Lines with the word "appId" are the ones wanted. Copy each of them from the entries below.

Exercise materials →
_ _ _
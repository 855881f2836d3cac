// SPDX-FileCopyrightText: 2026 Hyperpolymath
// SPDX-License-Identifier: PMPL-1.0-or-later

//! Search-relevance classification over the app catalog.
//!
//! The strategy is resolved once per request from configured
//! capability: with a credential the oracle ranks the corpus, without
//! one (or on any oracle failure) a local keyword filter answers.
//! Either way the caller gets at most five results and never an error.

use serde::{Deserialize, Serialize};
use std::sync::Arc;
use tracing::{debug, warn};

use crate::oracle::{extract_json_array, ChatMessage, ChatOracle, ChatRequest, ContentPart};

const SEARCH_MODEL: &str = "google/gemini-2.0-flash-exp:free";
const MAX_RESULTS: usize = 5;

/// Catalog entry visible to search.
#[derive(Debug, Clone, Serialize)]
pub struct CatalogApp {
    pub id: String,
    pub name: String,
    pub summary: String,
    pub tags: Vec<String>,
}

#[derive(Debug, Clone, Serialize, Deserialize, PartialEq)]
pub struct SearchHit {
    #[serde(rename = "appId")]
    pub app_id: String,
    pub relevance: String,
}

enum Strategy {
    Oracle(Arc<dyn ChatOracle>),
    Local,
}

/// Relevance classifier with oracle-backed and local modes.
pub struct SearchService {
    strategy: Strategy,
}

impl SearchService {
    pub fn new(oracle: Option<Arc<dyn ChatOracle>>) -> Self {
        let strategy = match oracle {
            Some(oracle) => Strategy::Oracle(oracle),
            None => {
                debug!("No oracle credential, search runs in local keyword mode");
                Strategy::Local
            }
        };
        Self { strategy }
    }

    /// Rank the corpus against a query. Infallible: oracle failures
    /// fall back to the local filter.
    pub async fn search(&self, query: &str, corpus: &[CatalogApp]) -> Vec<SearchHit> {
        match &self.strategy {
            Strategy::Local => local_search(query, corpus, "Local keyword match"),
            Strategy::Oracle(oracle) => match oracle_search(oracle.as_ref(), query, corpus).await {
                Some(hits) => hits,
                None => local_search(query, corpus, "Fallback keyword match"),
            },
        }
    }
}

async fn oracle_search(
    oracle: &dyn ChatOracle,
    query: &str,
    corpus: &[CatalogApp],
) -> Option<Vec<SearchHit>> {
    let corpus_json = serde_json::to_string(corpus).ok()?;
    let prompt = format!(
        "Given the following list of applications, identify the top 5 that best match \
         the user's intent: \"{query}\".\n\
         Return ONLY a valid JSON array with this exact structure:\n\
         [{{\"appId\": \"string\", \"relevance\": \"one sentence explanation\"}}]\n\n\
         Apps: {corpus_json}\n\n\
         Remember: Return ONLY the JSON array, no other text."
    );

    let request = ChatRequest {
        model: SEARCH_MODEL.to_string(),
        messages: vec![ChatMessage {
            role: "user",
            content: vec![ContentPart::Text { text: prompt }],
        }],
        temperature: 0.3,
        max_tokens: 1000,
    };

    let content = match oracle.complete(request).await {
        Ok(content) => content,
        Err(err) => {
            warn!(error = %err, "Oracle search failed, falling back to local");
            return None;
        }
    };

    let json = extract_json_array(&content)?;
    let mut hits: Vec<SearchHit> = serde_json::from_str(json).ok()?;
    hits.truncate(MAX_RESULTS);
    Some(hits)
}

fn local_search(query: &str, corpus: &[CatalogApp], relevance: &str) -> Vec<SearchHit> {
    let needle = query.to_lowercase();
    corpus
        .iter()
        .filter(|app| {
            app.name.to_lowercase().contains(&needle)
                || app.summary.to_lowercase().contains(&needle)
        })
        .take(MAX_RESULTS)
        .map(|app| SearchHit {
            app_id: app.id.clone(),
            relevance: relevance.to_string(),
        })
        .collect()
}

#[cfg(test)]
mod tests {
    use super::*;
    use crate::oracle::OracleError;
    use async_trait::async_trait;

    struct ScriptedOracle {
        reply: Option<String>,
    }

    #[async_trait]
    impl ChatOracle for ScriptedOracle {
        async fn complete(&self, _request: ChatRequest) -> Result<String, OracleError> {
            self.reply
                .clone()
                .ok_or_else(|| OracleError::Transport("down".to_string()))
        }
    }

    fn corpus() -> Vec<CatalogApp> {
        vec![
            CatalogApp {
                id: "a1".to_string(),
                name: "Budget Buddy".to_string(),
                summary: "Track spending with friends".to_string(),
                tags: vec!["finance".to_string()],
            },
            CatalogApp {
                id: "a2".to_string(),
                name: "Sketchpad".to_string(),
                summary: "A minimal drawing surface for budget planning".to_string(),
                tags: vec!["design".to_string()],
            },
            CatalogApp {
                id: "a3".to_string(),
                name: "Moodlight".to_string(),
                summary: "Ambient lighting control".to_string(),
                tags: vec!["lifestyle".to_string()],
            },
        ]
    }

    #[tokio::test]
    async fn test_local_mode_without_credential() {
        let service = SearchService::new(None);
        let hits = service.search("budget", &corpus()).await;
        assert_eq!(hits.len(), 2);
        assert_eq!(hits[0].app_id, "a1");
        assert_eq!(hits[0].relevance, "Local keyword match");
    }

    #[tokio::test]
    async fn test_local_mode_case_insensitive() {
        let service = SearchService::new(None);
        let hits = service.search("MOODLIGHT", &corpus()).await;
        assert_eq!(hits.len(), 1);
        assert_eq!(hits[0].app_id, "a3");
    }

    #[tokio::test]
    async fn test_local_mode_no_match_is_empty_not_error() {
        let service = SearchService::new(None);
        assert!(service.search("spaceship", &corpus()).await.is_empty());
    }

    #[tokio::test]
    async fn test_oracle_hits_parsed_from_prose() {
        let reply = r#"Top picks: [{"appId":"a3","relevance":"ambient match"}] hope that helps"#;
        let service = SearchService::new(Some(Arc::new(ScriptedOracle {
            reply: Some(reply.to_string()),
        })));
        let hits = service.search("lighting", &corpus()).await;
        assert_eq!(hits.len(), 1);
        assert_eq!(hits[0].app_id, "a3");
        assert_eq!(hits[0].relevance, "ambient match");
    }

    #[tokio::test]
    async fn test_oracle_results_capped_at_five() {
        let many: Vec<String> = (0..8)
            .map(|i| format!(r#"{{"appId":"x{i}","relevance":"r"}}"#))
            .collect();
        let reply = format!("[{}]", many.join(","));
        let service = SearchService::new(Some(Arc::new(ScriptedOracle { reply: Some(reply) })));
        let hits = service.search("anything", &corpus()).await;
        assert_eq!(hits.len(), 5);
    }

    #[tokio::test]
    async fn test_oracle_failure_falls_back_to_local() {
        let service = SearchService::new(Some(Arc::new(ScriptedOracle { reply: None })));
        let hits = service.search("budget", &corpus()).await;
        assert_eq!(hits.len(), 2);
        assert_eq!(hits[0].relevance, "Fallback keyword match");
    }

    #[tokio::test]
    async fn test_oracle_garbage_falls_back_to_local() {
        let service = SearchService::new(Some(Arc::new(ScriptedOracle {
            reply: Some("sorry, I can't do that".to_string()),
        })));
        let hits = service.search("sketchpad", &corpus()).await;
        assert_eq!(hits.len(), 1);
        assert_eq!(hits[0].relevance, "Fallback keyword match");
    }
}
_ _ _
Exercise result →
    #[serde(rename = "appId")]
         [{{\"appId\": \"string\", \"relevance\": \"one sentence explanation\"}}]\n\n\
        let reply = r#"Top picks: [{"appId":"a3","relevance":"ambient match"}] hope that helps"#;
            .map(|i| format!(r#"{{"appId":"x{i}","relevance":"r"}}"#))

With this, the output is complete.